(WHAT THE TASK REQUIRES): Keeping every word in place, write out the entries that come next.

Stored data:
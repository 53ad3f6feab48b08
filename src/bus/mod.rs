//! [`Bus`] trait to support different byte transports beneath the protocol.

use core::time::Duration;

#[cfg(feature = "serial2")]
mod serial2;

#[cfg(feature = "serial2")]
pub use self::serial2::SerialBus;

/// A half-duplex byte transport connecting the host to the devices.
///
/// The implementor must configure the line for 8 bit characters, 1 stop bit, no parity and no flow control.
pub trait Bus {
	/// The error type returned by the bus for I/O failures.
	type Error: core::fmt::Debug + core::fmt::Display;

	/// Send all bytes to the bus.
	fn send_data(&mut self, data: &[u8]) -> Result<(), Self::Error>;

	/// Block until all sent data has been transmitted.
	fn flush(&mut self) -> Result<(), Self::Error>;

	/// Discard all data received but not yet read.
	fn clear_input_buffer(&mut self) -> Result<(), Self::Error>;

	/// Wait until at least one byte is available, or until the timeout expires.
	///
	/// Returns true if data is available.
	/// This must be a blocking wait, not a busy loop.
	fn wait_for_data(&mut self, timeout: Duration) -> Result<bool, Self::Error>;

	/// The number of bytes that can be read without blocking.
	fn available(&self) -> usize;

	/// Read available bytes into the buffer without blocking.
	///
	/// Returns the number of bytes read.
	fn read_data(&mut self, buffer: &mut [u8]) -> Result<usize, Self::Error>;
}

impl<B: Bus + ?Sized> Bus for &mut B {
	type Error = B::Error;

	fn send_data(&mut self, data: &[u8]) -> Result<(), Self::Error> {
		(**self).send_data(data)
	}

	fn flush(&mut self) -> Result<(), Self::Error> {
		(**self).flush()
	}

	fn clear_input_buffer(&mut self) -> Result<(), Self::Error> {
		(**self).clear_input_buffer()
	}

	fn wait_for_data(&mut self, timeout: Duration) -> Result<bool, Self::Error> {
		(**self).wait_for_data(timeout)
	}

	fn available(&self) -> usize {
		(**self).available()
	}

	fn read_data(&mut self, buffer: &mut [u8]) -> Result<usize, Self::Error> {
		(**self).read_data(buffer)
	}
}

(YOUR SOLUTION):
repository 53ad3f6feab48b08
filename src/bus/mod.rs
//! [`Bus`] trait to support different byte transports beneath the protocol.

use core::time::Duration;

#[cfg(feature = "serial2")]
mod serial2;

#[cfg(feature = "serial2")]
pub use self::serial2::SerialBus;

/// A half-duplex byte transport connecting the host to the devices.
///
/// The implementor must configure the line for 8 bit characters, 1 stop bit, no parity and no flow control.
pub trait Bus {
	/// The error type returned by the bus for I/O failures.
	type Error: core::fmt::Debug + core::fmt::Display;

	/// Send all bytes to the bus.
	fn send_data(&mut self, data: &[u8]) -> Result<(), Self::Error>;

	/// Block until all sent data has been transmitted.
	fn flush(&mut self) -> Result<(), Self::Error>;

	/// Discard all data received but not yet read.
	fn clear_input_buffer(&mut self) -> Result<(), Self::Error>;

	/// Wait until at least one byte is available, or until the timeout expires.
	///
	/// Returns true if data is available.
	/// This must be a blocking wait, not a busy loop.
	fn wait_for_data(&mut self, timeout: Duration) -> Result<bool, Self::Error>;

	/// The number of bytes that can be read without blocking.
	fn available(&self) -> usize;

	/// Read available bytes into the buffer without blocking.
	///
	/// Returns the number of bytes read.
	fn read_data(&mut self, buffer: &mut [u8]) -> Result<usize, Self::Error>;
}

impl<B: Bus + ?Sized> Bus for &mut B {
	type Error = B::Error;

	fn send_data(&mut self, data: &[u8]) -> Result<(), Self::Error> {
		(**self).send_data(data)
	}

	fn flush(&mut self) -> Result<(), Self::Error> {
		(**self).flush()
	}

	fn clear_input_buffer(&mut self) -> Result<(), Self::Error> {
		(**self).clear_input_buffer()
	}

	fn wait_for_data(&mut self, timeout: Duration) -> Result<bool, Self::Error> {
		(**self).wait_for_data(timeout)
	}

	fn available(&self) -> usize {
		(**self).available()
	}

	fn read_data(&mut self, buffer: &mut [u8]) -> Result<usize, Self::Error> {
		(**self).read_data(buffer)
	}
}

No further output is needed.